[Collected data]
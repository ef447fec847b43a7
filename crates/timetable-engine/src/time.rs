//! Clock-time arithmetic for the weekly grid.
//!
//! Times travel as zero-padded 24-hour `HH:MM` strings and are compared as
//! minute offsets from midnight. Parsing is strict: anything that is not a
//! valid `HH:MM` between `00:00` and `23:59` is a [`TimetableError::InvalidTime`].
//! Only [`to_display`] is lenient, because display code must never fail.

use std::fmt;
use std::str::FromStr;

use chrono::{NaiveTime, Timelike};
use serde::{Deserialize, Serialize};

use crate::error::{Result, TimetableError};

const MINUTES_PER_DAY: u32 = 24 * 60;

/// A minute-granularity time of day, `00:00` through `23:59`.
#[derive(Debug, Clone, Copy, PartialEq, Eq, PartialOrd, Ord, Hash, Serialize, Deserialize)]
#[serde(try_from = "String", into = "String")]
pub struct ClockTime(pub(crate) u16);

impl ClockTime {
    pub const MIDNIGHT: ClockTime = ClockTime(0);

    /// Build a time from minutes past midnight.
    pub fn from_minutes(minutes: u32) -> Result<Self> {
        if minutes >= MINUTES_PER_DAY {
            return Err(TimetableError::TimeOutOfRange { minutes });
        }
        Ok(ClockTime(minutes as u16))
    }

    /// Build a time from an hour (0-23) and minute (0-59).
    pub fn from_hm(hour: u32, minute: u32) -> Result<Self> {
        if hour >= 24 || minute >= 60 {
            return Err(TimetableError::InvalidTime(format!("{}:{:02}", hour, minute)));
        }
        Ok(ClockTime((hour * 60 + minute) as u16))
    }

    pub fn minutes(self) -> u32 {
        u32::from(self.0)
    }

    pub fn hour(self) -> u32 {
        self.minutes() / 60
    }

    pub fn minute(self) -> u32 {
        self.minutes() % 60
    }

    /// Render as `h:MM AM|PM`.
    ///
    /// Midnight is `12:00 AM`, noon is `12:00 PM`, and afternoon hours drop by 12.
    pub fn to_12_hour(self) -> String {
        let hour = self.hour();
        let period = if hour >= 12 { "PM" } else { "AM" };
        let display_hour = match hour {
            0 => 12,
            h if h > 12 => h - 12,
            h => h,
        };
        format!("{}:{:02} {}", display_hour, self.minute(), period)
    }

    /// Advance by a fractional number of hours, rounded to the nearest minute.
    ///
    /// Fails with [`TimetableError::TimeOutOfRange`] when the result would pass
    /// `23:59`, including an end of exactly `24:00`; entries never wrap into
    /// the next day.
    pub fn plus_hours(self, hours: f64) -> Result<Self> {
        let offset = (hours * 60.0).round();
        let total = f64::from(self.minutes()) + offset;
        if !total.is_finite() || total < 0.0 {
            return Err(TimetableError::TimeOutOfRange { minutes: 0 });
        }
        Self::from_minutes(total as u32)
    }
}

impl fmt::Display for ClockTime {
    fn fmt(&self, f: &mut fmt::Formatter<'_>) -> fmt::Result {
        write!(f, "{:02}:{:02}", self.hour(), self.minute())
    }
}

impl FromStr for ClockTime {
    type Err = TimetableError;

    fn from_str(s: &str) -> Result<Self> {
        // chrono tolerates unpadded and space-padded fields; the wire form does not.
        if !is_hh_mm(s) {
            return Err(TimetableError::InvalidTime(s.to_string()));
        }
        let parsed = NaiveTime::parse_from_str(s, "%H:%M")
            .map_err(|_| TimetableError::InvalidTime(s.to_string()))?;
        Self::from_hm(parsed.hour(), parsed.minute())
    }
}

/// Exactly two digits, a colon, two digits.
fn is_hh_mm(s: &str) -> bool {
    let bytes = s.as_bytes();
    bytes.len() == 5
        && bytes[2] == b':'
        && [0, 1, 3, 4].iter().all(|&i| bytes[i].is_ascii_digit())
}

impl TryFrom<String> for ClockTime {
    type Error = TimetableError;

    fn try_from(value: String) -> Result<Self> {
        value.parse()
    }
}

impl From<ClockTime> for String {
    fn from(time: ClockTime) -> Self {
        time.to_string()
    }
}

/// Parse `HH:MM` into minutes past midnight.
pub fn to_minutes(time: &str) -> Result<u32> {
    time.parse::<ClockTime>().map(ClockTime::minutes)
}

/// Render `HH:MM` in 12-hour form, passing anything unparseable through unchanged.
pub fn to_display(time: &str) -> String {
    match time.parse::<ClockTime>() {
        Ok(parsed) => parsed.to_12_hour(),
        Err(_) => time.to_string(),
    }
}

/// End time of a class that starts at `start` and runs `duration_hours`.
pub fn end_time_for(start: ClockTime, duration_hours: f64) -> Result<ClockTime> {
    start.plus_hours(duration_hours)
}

> _Problem description_
Go through the records line by line, and copy each line that holds the string "TimetableError".

> _Finished task_
//! valid `HH:MM` between `00:00` and `23:59` is a [`TimetableError::InvalidTime`].
use crate::error::{Result, TimetableError};
            return Err(TimetableError::TimeOutOfRange { minutes });
            return Err(TimetableError::InvalidTime(format!("{}:{:02}", hour, minute)));
    /// Fails with [`TimetableError::TimeOutOfRange`] when the result would pass
            return Err(TimetableError::TimeOutOfRange { minutes: 0 });
    type Err = TimetableError;
            return Err(TimetableError::InvalidTime(s.to_string()));
            .map_err(|_| TimetableError::InvalidTime(s.to_string()))?;
    type Error = TimetableError;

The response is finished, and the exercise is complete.